• _RECORD EXTRACTS_
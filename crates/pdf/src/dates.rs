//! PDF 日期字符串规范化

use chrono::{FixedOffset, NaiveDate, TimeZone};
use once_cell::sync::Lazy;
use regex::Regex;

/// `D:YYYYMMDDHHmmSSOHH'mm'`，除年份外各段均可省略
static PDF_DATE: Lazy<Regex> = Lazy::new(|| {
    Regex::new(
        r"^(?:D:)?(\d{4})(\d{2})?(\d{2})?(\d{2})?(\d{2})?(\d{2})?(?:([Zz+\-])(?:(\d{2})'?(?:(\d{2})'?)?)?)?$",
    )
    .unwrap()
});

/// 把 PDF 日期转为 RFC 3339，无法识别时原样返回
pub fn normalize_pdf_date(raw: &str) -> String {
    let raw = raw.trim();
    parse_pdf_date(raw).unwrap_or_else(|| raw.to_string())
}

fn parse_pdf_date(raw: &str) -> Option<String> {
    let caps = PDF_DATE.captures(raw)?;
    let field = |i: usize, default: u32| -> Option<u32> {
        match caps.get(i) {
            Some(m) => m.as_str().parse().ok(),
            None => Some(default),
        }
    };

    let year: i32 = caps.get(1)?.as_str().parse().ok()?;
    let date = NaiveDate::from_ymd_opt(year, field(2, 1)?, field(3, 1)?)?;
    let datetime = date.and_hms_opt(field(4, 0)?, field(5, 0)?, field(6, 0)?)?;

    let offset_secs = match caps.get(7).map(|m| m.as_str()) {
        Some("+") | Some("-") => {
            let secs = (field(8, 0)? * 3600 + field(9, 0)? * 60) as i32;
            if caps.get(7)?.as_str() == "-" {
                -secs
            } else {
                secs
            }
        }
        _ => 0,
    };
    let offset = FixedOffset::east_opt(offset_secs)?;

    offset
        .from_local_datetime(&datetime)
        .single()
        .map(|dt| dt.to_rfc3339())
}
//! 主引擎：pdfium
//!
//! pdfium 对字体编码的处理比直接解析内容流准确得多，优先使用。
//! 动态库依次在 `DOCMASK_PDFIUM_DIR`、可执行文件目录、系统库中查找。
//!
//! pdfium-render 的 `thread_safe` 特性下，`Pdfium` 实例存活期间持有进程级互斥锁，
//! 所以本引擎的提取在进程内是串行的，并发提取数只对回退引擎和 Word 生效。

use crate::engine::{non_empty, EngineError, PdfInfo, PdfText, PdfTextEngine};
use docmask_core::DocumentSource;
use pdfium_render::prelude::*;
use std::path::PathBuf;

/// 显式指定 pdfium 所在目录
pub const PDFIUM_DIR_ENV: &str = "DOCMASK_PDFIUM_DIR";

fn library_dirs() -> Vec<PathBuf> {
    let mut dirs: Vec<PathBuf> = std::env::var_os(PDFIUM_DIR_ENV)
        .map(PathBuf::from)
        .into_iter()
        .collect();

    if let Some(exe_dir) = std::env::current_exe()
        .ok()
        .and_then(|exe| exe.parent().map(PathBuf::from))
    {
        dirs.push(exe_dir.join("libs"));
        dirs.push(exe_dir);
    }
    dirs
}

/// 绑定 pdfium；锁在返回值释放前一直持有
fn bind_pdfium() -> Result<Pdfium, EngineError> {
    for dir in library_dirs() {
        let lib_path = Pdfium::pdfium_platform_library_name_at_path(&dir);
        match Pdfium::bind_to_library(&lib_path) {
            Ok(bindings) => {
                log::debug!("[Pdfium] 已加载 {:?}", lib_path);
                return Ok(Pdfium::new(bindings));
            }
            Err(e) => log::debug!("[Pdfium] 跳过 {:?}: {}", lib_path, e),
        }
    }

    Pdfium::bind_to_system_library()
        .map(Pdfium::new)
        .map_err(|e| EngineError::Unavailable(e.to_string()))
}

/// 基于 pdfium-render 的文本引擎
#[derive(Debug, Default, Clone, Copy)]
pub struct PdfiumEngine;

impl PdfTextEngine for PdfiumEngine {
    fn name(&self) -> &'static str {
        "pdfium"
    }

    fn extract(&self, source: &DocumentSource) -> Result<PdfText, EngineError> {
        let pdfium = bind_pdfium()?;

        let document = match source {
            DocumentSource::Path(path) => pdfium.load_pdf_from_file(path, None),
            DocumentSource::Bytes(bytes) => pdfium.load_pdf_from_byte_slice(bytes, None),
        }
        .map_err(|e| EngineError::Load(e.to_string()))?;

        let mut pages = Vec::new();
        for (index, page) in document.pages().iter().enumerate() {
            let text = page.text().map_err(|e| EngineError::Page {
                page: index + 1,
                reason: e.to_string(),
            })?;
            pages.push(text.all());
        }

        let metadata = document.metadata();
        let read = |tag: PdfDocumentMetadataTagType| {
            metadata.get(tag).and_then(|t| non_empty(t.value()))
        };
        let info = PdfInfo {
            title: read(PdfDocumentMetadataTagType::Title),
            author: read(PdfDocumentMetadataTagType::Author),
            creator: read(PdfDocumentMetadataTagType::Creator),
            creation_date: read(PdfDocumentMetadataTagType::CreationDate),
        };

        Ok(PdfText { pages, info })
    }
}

• _EXERCISE GOAL_
Each line from the beginning of the listing up to the line where "let field = |i: usize, default: u32|" appears needs to be given again exactly; please add nothing else.

• _EXERCISE RESPONSE_
filename crates/pdf/src/dates.rs
//! PDF 日期字符串规范化

use chrono::{FixedOffset, NaiveDate, TimeZone};
use once_cell::sync::Lazy;
use regex::Regex;

/// `D:YYYYMMDDHHmmSSOHH'mm'`，除年份外各段均可省略
static PDF_DATE: Lazy<Regex> = Lazy::new(|| {
    Regex::new(
        r"^(?:D:)?(\d{4})(\d{2})?(\d{2})?(\d{2})?(\d{2})?(\d{2})?(?:([Zz+\-])(?:(\d{2})'?(?:(\d{2})'?)?)?)?$",
    )
    .unwrap()
});

/// 把 PDF 日期转为 RFC 3339，无法识别时原样返回
pub fn normalize_pdf_date(raw: &str) -> String {
    let raw = raw.trim();
    parse_pdf_date(raw).unwrap_or_else(|| raw.to_string())
}

fn parse_pdf_date(raw: &str) -> Option<String> {
    let caps = PDF_DATE.captures(raw)?;
    let field = |i: usize, default: u32| -> Option<u32> {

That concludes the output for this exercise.